Acharya Sahaja, Mahmood Mustafaa, Mullen Daniel, Yang Deshan, Tsien Christina I, Huang Jiayi, Perkins Stephanie M, Rich Keith, Chicoine Michael, Leuthardt Eric, Dowling Joshua, Dunn Gavin, Keller Jesse, Robinson Clifford G, Abraham Christopher
Department of Radiation Oncology, Washington University, St. Louis, Missouri.
Department of Neurosurgery, Washington University, St. Louis, Missouri.
Adv Radiat Oncol. 2017 Aug 12;2(4):572-580. doi: 10.1016/j.adro.2017.07.003. eCollection 2017 Oct-Dec.
Stereotactic radiosurgery (SRS) in combination with immunotherapy (IMT) or targeted therapy is increasingly being used in the setting of melanoma brain metastases (MBMs). The synergistic properties of combination therapy are not well understood. We compared the distant intracranial failure rates of intact MBMs treated with SRS, SRS + IMT, and SRS + targeted therapy.

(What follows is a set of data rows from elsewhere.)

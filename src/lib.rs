pub mod cli;
pub mod io;
pub mod model;
pub mod ops;
pub mod parse;
pub mod tui;
pub mod util;
pub mod report_parser;
pub mod subtask_parser;
pub mod table_parser;

pub use report_parser::parse_recommendation_section;
pub use subtask_parser::parse_subtasks;
pub use table_parser::{parse_summary, parse_table};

Combination therapy was defined as delivery of SRS within 3 months of IMT (anti-CTLA-4 /anti-PD-1 therapy) or targeted therapy (BRAF/MEK inhibitors). The primary endpoint was distant intracranial failure after SRS, which was defined as any new MBM identified on brain magnetic resonance imaging. Outcomes were evaluated using the Kaplan Meier method and Cox proportional hazards.
A total of 72 patients with melanoma with 233 MBMs were treated between April 2006 and April 2016. The number of MBMs within each treatment group was as follows: SRS: 121; SRS + IMT: 48; and SRS + targeted therapy: 64. The median follow-up was 8.9 months. One-year distant intracranial control rates for SRS, SRS + IMT, and SRS + targeted therapy were 11.5%, 60%, and 10%, respectively ( < .001). On multivariate analysis, after adjusting for steroid use and number of MBMs, SRS + IMT remained associated with a significant reduction in distant intracranial failure compared with SRS (hazard ratio [HR], 0.48; 95% confidence interval [CI], 0.29-0.80; = .003) and compared with SRS + targeted therapy (HR, 0.41; 95% CI, 0.25-0.68; = .001).One-year local control for SRS, SRS + IMT, and SRS + targeted therapy was 66%, 85%, and 72%, respectively ( = .044). On multivariate analysis, after adjusting for dose, SRS + IMT remained associated with a significant reduction in local failure compared with SRS alone (HR, 0.37; 95% CI, 0.14-0.95; = .04).
SRS with immunotherapy is associated with decreased distant and local intracranial failure compared with SRS alone. Prospective studies are warranted to validate this result.
立体定向放射外科(SRS)联合免疫疗法(IMT)或靶向疗法越来越多地用于黑色素瘤脑转移(MBM)的治疗。联合治疗的协同特性尚未得到充分了解。我们比较了接受SRS、SRS + IMT和SRS +靶向疗法治疗的完整MBM的远处颅内失败率。
联合治疗定义为在IMT(抗CTLA-4 /抗PD-1疗法)或靶向疗法(BRAF/MEK抑制剂)的3个月内进行SRS治疗。主要终点是SRS后的远处颅内失败,定义为脑磁共振成像上发现的任何新的MBM。使用Kaplan Meier方法和Cox比例风险模型评估结果。
2006年4月至2016年4月期间,共治疗了72例患有233个MBM的黑色素瘤患者。每个治疗组中的MBM数量如下:SRS:121个;SRS + IMT:48个;SRS +靶向疗法:64个。中位随访时间为8.9个月。SRS、SRS + IMT和SRS +靶向疗法的1年远处颅内控制率分别为11.5%、60%和10%(P <.001)。多变量分析显示,在调整类固醇使用和MBM数量后,与SRS相比,SRS + IMT与远处颅内失败的显著降低相关(风险比[HR],0.48;95%置信区间[CI],0.29 - 0.80;P =.003),与SRS +靶向疗法相比也相关(HR,0.41;95% CI,0.25 - 0.68;P =.001)。SRS、SRS + IMT和SRS +靶向疗法的1年局部控制率分别为66%、85%和72%(P =.044)。多变量分析显示,在调整剂量后,与单独的SRS相比,SRS + IMT与局部失败的显著降低相关(HR,0.37;95% CI,0.14 - 0.95;P =.04)。
与单独的SRS相比,SRS联合免疫疗法可降低远处和局部颅内失败率。需要进行前瞻性研究来验证这一结果。